# EXERCISE DETAILS:
Filter these entries, keeping only lines that hold the word "DocumentRef".

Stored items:
# # # #

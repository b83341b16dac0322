use serde::Serialize;

use crate::{Error, ItnaviService, Result};
use itnavi_domain::{
	markers,
	prompts::{self, StepContext},
};
use itnavi_storage::{
	cases, docs, history,
	models::SearchStep,
	taxonomy::{self, Taxonomy},
	users,
};

#[derive(Clone, Debug, Serialize)]
pub struct DocumentRef {
	pub document_id: i32,
}

impl ItnaviService {
	/// Generates a strategy document for the step's resolved case and
	/// stores it with status `created`.
	pub async fn create_document(
		&self,
		user_id: i32,
		search_id: i32,
		search_id_sub: i32,
	) -> Result<DocumentRef> {
		// The caller must be a registered user.
		let _user = users::get_user(&self.db, user_id).await?;
		let step = history::get_step(&self.db, search_id, search_id_sub).await?;
		let case_id = step.case_id.ok_or_else(|| Error::NotFound {
			message: format!("No case resolved for step ({search_id}, {search_id_sub})."),
		})?;
		let case = cases::get(&self.db, case_id).await?;
		let ctx = self.step_context(&step).await?;
		let content = self.generate_strategy(&ctx, &case.case_name, &case.case_summary).await?;
		let document_id = docs::insert_document(&self.db, search_id, search_id_sub, &content).await?;

		Ok(DocumentRef { document_id })
	}

	/// Returns the document's content after validating it belongs to the
	/// step.
	pub async fn get_document(
		&self,
		search_id: i32,
		search_id_sub: i32,
		document_id: i32,
	) -> Result<String> {
		let document =
			docs::get_document_for_step(&self.db, search_id, search_id_sub, document_id).await?;

		Ok(document.content)
	}

	pub async fn confirm_download(&self, document_id: i32) -> Result<()> {
		Ok(docs::mark_downloaded(&self.db, document_id).await?)
	}

	async fn step_context(&self, step: &SearchStep) -> Result<StepContext> {
		let mut ctx = StepContext::default();

		if let Some(id) = step.industry_id {
			ctx.industry_name = Some(taxonomy::get_entry(&self.db, Taxonomy::Industry, id).await?.name);
		}
		if let Some(id) = step.company_size_id {
			ctx.company_size_name =
				Some(taxonomy::get_entry(&self.db, Taxonomy::CompanySize, id).await?.name);
		}
		if let Some(id) = step.department_id {
			ctx.department_name =
				Some(taxonomy::get_entry(&self.db, Taxonomy::Department, id).await?.name);
		}
		if let Some(id) = step.theme_id {
			ctx.theme_name = Some(taxonomy::get_entry(&self.db, Taxonomy::Theme, id).await?.name);
		}

		Ok(ctx)
	}

	async fn generate_strategy(
		&self,
		ctx: &StepContext,
		case_name: &str,
		case_summary: &str,
	) -> Result<String> {
		let cfg = &self.cfg.providers.completion;

		if !cfg.enabled {
			tracing::info!("Completion provider disabled; using sample strategy document.");

			return Ok(cfg.sample_document.clone());
		}

		let prompt = prompts::strategy_prompt(ctx, case_name, case_summary);
		let output = self.providers.completion.complete(cfg, &prompt).await?;
		let content =
			markers::extract_between(&output, markers::STRATEGY_START, markers::STRATEGY_END)
				.map(str::to_string)
				.unwrap_or_else(|| {
					tracing::warn!("Strategy markers missing; keeping full model output.");

					output.trim().to_string()
				});

		Ok(content)
	}
}
mod error;
mod types;

pub use error::{Error, Result};
pub use types::{
	Chunking, CompletionProviderConfig, Config, EmbeddingProviderConfig, NotifyConfig, Postgres,
	Providers, Qdrant, Retrieval, Service, Storage,
};

use std::{fs, path::Path};

pub fn load(path: &Path) -> Result<Config> {
	let raw = fs::read_to_string(path)
		.map_err(|err| Error::ReadConfig { path: path.to_path_buf(), source: err })?;

	let mut cfg: Config = toml::from_str(&raw)
		.map_err(|err| Error::ParseConfig { path: path.to_path_buf(), source: err })?;

	normalize(&mut cfg);

	validate(&cfg)?;

	Ok(cfg)
}

pub fn validate(cfg: &Config) -> Result<()> {
	if cfg.service.http_bind.trim().is_empty() {
		return Err(Error::Validation {
			message: "service.http_bind must be non-empty.".to_string(),
		});
	}
	if cfg.service.admin_bind.trim().is_empty() {
		return Err(Error::Validation {
			message: "service.admin_bind must be non-empty.".to_string(),
		});
	}
	if cfg.storage.postgres.pool_max_conns == 0 {
		return Err(Error::Validation {
			message: "storage.postgres.pool_max_conns must be greater than zero.".to_string(),
		});
	}
	if cfg.storage.qdrant.talent_collection.trim().is_empty()
		|| cfg.storage.qdrant.case_collection.trim().is_empty()
	{
		return Err(Error::Validation {
			message: "storage.qdrant collections must be non-empty.".to_string(),
		});
	}
	if cfg.storage.qdrant.talent_collection == cfg.storage.qdrant.case_collection {
		return Err(Error::Validation {
			message: "storage.qdrant.talent_collection and case_collection must differ."
				.to_string(),
		});
	}
	if cfg.providers.embedding.dimensions == 0 {
		return Err(Error::Validation {
			message: "providers.embedding.dimensions must be greater than zero.".to_string(),
		});
	}
	if cfg.providers.embedding.dimensions != cfg.storage.qdrant.vector_dim {
		return Err(Error::Validation {
			message: "providers.embedding.dimensions must match storage.qdrant.vector_dim."
				.to_string(),
		});
	}
	if cfg.providers.embedding.enabled && cfg.providers.embedding.api_key.trim().is_empty() {
		return Err(Error::Validation {
			message: "providers.embedding.api_key must be non-empty when enabled.".to_string(),
		});
	}
	if cfg.providers.completion.enabled && cfg.providers.completion.api_key.trim().is_empty() {
		return Err(Error::Validation {
			message: "providers.completion.api_key must be non-empty when enabled.".to_string(),
		});
	}
	if cfg.providers.notify.enabled && cfg.providers.notify.url.trim().is_empty() {
		return Err(Error::Validation {
			message: "providers.notify.url must be non-empty when enabled.".to_string(),
		});
	}
	if cfg.retrieval.top_k == 0 {
		return Err(Error::Validation {
			message: "retrieval.top_k must be greater than zero.".to_string(),
		});
	}
	if cfg.retrieval.featured_count == 0 {
		return Err(Error::Validation {
			message: "retrieval.featured_count must be greater than zero.".to_string(),
		});
	}
	if cfg.chunking.enabled && cfg.chunking.max_chars == 0 {
		return Err(Error::Validation {
			message: "chunking.max_chars must be greater than zero when chunking is enabled."
				.to_string(),
		});
	}

	Ok(())
}

fn normalize(cfg: &mut Config) {
	cfg.storage.qdrant.talent_collection =
		cfg.storage.qdrant.talent_collection.trim().to_string();
	cfg.storage.qdrant.case_collection = cfg.storage.qdrant.case_collection.trim().to_string();

	if cfg.service.log_level.trim().is_empty() {
		cfg.service.log_level = "info".to_string();
	}
}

# # # #

# TASK OUTPUT:
pub struct DocumentRef {
	) -> Result<DocumentRef> {
		Ok(DocumentRef { document_id })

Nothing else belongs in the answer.